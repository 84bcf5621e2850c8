//! Binary codec for [`UnitArtifact`].
//!
//! Layout (big-endian):
//!
//! ```text
//! "PHXU" u16:version str:unit_name
//! u16:n_symbols  { u8:kind str:name }*
//! u16:n_consts   { u8:tag (0 => i64 | 1 => str) }*
//! u16:n_funcs    { str:name u8:arity u16:locals u32:n_ops { u8:opcode operands }* }*
//! ```
//!
//! Strings are `u32` length-prefixed UTF-8. Decoding rejects trailing bytes.

use crate::bytecode::{Constant, Function, Op, Symbol, SymbolKind, UnitArtifact};
use crate::error::ArtifactError;
use bytes::{Buf, BufMut, BytesMut};

pub const MAGIC: &[u8; 4] = b"PHXU";
pub const FORMAT_VERSION: u16 = 1;

pub fn encode_artifact(artifact: &UnitArtifact) -> Result<Vec<u8>, ArtifactError> {
    let mut buf = BytesMut::with_capacity(256);
    buf.put_slice(MAGIC);
    buf.put_u16(FORMAT_VERSION);
    put_str(&mut buf, &artifact.unit_name);

    buf.put_u16(count(artifact.symbols.len(), "symbols")?);
    for sym in &artifact.symbols {
        buf.put_u8(match sym.kind {
            SymbolKind::Host => 0,
            SymbolKind::Unit => 1,
            SymbolKind::Import => 2,
        });
        put_str(&mut buf, &sym.name);
    }

    buf.put_u16(count(artifact.constants.len(), "constants")?);
    for c in &artifact.constants {
        match c {
            Constant::Int(i) => {
                buf.put_u8(0);
                buf.put_i64(*i);
            }
            Constant::Str(s) => {
                buf.put_u8(1);
                put_str(&mut buf, s);
            }
        }
    }

    buf.put_u16(count(artifact.functions.len(), "functions")?);
    for f in &artifact.functions {
        put_str(&mut buf, &f.name);
        buf.put_u8(f.arity);
        buf.put_u16(f.locals);
        let ops = u32::try_from(f.code.len()).map_err(|_| ArtifactError::TooLarge("function body"))?;
        buf.put_u32(ops);
        for op in &f.code {
            put_op(&mut buf, op);
        }
    }
    Ok(buf.to_vec())
}

fn count(len: usize, what: &'static str) -> Result<u16, ArtifactError> {
    u16::try_from(len).map_err(|_| ArtifactError::TooLarge(what))
}

pub fn decode_artifact(bytes: &[u8]) -> Result<UnitArtifact, ArtifactError> {
    let mut r = Reader { buf: bytes };
    let magic = r.take(4, "magic")?;
    if magic != MAGIC {
        return Err(ArtifactError::BadMagic);
    }
    let version = r.u16("version")?;
    if version != FORMAT_VERSION {
        return Err(ArtifactError::UnsupportedVersion(version));
    }
    let unit_name = r.string("unit name")?;

    let n_symbols = r.u16("symbol count")?;
    let mut symbols = Vec::with_capacity(usize::from(n_symbols).min(1024));
    for _ in 0..n_symbols {
        let kind = match r.u8("symbol kind")? {
            0 => SymbolKind::Host,
            1 => SymbolKind::Unit,
            2 => SymbolKind::Import,
            tag => {
                return Err(ArtifactError::InvalidTag {
                    what: "symbol",
                    tag,
                })
            }
        };
        let name = r.string("symbol name")?;
        symbols.push(Symbol { kind, name });
    }

    let n_consts = r.u16("constant count")?;
    let mut constants = Vec::with_capacity(usize::from(n_consts).min(1024));
    for _ in 0..n_consts {
        let c = match r.u8("constant tag")? {
            0 => Constant::Int(r.i64("int constant")?),
            1 => Constant::Str(r.string("string constant")?),
            tag => {
                return Err(ArtifactError::InvalidTag {
                    what: "constant",
                    tag,
                })
            }
        };
        constants.push(c);
    }

    let n_funcs = r.u16("function count")?;
    let mut functions = Vec::with_capacity(usize::from(n_funcs).min(1024));
    for _ in 0..n_funcs {
        let name = r.string("function name")?;
        let arity = r.u8("arity")?;
        let locals = r.u16("locals")?;
        let n_ops = r.u32("op count")?;
        let mut code = Vec::with_capacity((n_ops as usize).min(4096));
        for _ in 0..n_ops {
            code.push(r.op()?);
        }
        functions.push(Function {
            name,
            arity,
            locals,
            code,
        });
    }

    if r.buf.has_remaining() {
        return Err(ArtifactError::TrailingBytes(r.buf.remaining()));
    }
    Ok(UnitArtifact {
        unit_name,
        symbols,
        constants,
        functions,
    })
}

/// Reads only the unit name and symbol table; used by scanners that must not
/// depend on the rest of the artifact being well formed.
pub fn decode_symbols(bytes: &[u8]) -> Result<(String, Vec<Symbol>), ArtifactError> {
    let mut r = Reader { buf: bytes };
    if r.take(4, "magic")? != MAGIC {
        return Err(ArtifactError::BadMagic);
    }
    let version = r.u16("version")?;
    if version != FORMAT_VERSION {
        return Err(ArtifactError::UnsupportedVersion(version));
    }
    let unit_name = r.string("unit name")?;
    let n = r.u16("symbol count")?;
    let mut symbols = Vec::new();
    for _ in 0..n {
        let kind = match r.u8("symbol kind")? {
            0 => SymbolKind::Host,
            1 => SymbolKind::Unit,
            _ => SymbolKind::Import,
        };
        symbols.push(Symbol {
            kind,
            name: r.string("symbol name")?,
        });
    }
    Ok((unit_name, symbols))
}

fn put_str(buf: &mut BytesMut, s: &str) {
    buf.put_u32(s.len() as u32);
    buf.put_slice(s.as_bytes());
}

fn put_op(buf: &mut BytesMut, op: &Op) {
    match *op {
        Op::Const(i) => {
            buf.put_u8(0x01);
            buf.put_u16(i);
        }
        Op::Nil => buf.put_u8(0x02),
        Op::True => buf.put_u8(0x03),
        Op::False => buf.put_u8(0x04),
        Op::Load(i) => {
            buf.put_u8(0x05);
            buf.put_u16(i);
        }
        Op::Store(i) => {
            buf.put_u8(0x06);
            buf.put_u16(i);
        }
        Op::Pop => buf.put_u8(0x07),
        Op::Add => buf.put_u8(0x10),
        Op::Sub => buf.put_u8(0x11),
        Op::Mul => buf.put_u8(0x12),
        Op::Div => buf.put_u8(0x13),
        Op::Rem => buf.put_u8(0x14),
        Op::Eq => buf.put_u8(0x15),
        Op::Ne => buf.put_u8(0x16),
        Op::Lt => buf.put_u8(0x17),
        Op::Le => buf.put_u8(0x18),
        Op::Gt => buf.put_u8(0x19),
        Op::Ge => buf.put_u8(0x1a),
        Op::Not => buf.put_u8(0x1b),
        Op::Neg => buf.put_u8(0x1c),
        Op::Jump(t) => {
            buf.put_u8(0x20);
            buf.put_u32(t);
        }
        Op::JumpIfFalse(t) => {
            buf.put_u8(0x21);
            buf.put_u32(t);
        }
        Op::CallLocal(f, argc) => {
            buf.put_u8(0x30);
            buf.put_u16(f);
            buf.put_u8(argc);
        }
        Op::CallSymbol(s, argc) => {
            buf.put_u8(0x31);
            buf.put_u16(s);
            buf.put_u8(argc);
        }
        Op::Return => buf.put_u8(0x40),
        Op::ReturnNil => buf.put_u8(0x41),
    }
}

struct Reader<'a> {
    buf: &'a [u8],
}

impl<'a> Reader<'a> {
    fn need(&self, n: usize, what: &'static str) -> Result<(), ArtifactError> {
        if self.buf.remaining() < n {
            return Err(ArtifactError::Truncated(what));
        }
        Ok(())
    }

    fn take(&mut self, n: usize, what: &'static str) -> Result<&'a [u8], ArtifactError> {
        self.need(n, what)?;
        let (head, tail) = self.buf.split_at(n);
        self.buf = tail;
        Ok(head)
    }

    fn u8(&mut self, what: &'static str) -> Result<u8, ArtifactError> {
        self.need(1, what)?;
        Ok(self.buf.get_u8())
    }

    fn u16(&mut self, what: &'static str) -> Result<u16, ArtifactError> {
        self.need(2, what)?;
        Ok(self.buf.get_u16())
    }

    fn u32(&mut self, what: &'static str) -> Result<u32, ArtifactError> {
        self.need(4, what)?;
        Ok(self.buf.get_u32())
    }

    fn i64(&mut self, what: &'static str) -> Result<i64, ArtifactError> {
        self.need(8, what)?;
        Ok(self.buf.get_i64())
    }

    fn string(&mut self, what: &'static str) -> Result<String, ArtifactError> {
        let len = self.u32(what)? as usize;
        let raw = self.take(len, what)?;
        String::from_utf8(raw.to_vec()).map_err(|_| ArtifactError::InvalidUtf8)
    }

    fn op(&mut self) -> Result<Op, ArtifactError> {
        let opcode = self.u8("opcode")?;
        Ok(match opcode {
            0x01 => Op::Const(self.u16("operand")?),
            0x02 => Op::Nil,
            0x03 => Op::True,
            0x04 => Op::False,
            0x05 => Op::Load(self.u16("operand")?),
            0x06 => Op::Store(self.u16("operand")?),
            0x07 => Op::Pop,
            0x10 => Op::Add,
            0x11 => Op::Sub,
            0x12 => Op::Mul,
            0x13 => Op::Div,
            0x14 => Op::Rem,
            0x15 => Op::Eq,
            0x16 => Op::Ne,
            0x17 => Op::Lt,
            0x18 => Op::Le,
            0x19 => Op::Gt,
            0x1a => Op::Ge,
            0x1b => Op::Not,
            0x1c => Op::Neg,
            0x20 => Op::Jump(self.u32("operand")?),
            0x21 => Op::JumpIfFalse(self.u32("operand")?),
            0x30 => Op::CallLocal(self.u16("operand")?, self.u8("operand")?),
            0x31 => Op::CallSymbol(self.u16("operand")?, self.u8("operand")?),
            0x40 => Op::Return,
            0x41 => Op::ReturnNil,
            other => return Err(ArtifactError::InvalidOpcode(other)),
        })
    }
}

#[cfg(test)]
mod tests {
    use super::*;

    fn sample() -> UnitArtifact {
        UnitArtifact {
            unit_name: "impl::v1::service".into(),
            symbols: vec![
                Symbol {
                    kind: SymbolKind::Host,
                    name: "std::text::concat".into(),
                },
                Symbol {
                    kind: SymbolKind::Import,
                    name: "impl::v1::helper".into(),
                },
            ],
            constants: vec![Constant::Str("OK:".into()), Constant::Int(-7)],
            functions: vec![Function {
                name: "process".into(),
                arity: 1,
                locals: 1,
                code: vec![
                    Op::Const(0),
                    Op::Load(0),
                    Op::CallSymbol(0, 2),
                    Op::JumpIfFalse(5),
                    Op::Return,
                    Op::ReturnNil,
                ],
            }],
        }
    }

    #[test]
    fn encode_decode_preserves_artifact() {
        let a = sample();
        let bytes = encode_artifact(&a).unwrap();
        assert_eq!(&bytes[..4], MAGIC);
        assert_eq!(decode_artifact(&bytes).unwrap(), a);
    }

    #[test]
    fn symbols_only_decode() {
        let bytes = encode_artifact(&sample()).unwrap();
        let (unit, symbols) = decode_symbols(&bytes).unwrap();
        assert_eq!(unit, "impl::v1::service");
        assert_eq!(symbols.len(), 2);
    }

    #[test]
    fn rejects_bad_magic_and_version() {
        let mut bytes = encode_artifact(&sample()).unwrap();
        bytes[0] = b'X';
        assert_eq!(decode_artifact(&bytes), Err(ArtifactError::BadMagic));

        let mut bytes = encode_artifact(&sample()).unwrap();
        bytes[5] = 9;
        assert!(matches!(
            decode_artifact(&bytes),
            Err(ArtifactError::UnsupportedVersion(_))
        ));
    }

    #[test]
    fn every_truncation_is_an_error() {
        let bytes = encode_artifact(&sample()).unwrap();
        for cut in 0..bytes.len() {
            assert!(decode_artifact(&bytes[..cut]).is_err(), "cut at {cut}");
        }
    }

    #[test]
    fn trailing_bytes_rejected() {
        let mut bytes = encode_artifact(&sample()).unwrap();
        bytes.push(0);
        assert_eq!(decode_artifact(&bytes), Err(ArtifactError::TrailingBytes(1)));
    }

    #[test]
    fn oversized_tables_are_refused() {
        let mut a = sample();
        a.constants = vec![Constant::Int(0); usize::from(u16::MAX) + 1];
        assert_eq!(encode_artifact(&a), Err(ArtifactError::TooLarge("constants")));
    }

    proptest::proptest! {
        #[test]
        fn arbitrary_bytes_never_panic(bytes in proptest::collection::vec(proptest::num::u8::ANY, 0..256)) {
            let _ = decode_artifact(&bytes);
            let _ = decode_symbols(&bytes);
        }

        #[test]
        fn prefixed_garbage_never_panics(tail in proptest::collection::vec(proptest::num::u8::ANY, 0..128)) {
            let mut bytes = MAGIC.to_vec();
            bytes.extend_from_slice(&FORMAT_VERSION.to_be_bytes());
            bytes.extend_from_slice(&tail);
            let _ = decode_artifact(&bytes);
        }
    }
}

▶ _The task_
Within the listing above, extract exactly the lines from the line with "let (head, tail)" to the line with "fn i64(&mut self, what: &'static", the two named lines included, and no others.

▶ _Answer below_
        let (head, tail) = self.buf.split_at(n);
        self.buf = tail;
        Ok(head)
    }

    fn u8(&mut self, what: &'static str) -> Result<u8, ArtifactError> {
        self.need(1, what)?;
        Ok(self.buf.get_u8())
    }

    fn u16(&mut self, what: &'static str) -> Result<u16, ArtifactError> {
        self.need(2, what)?;
        Ok(self.buf.get_u16())
    }

    fn u32(&mut self, what: &'static str) -> Result<u32, ArtifactError> {
        self.need(4, what)?;
        Ok(self.buf.get_u32())
    }

    fn i64(&mut self, what: &'static str) -> Result<i64, ArtifactError> {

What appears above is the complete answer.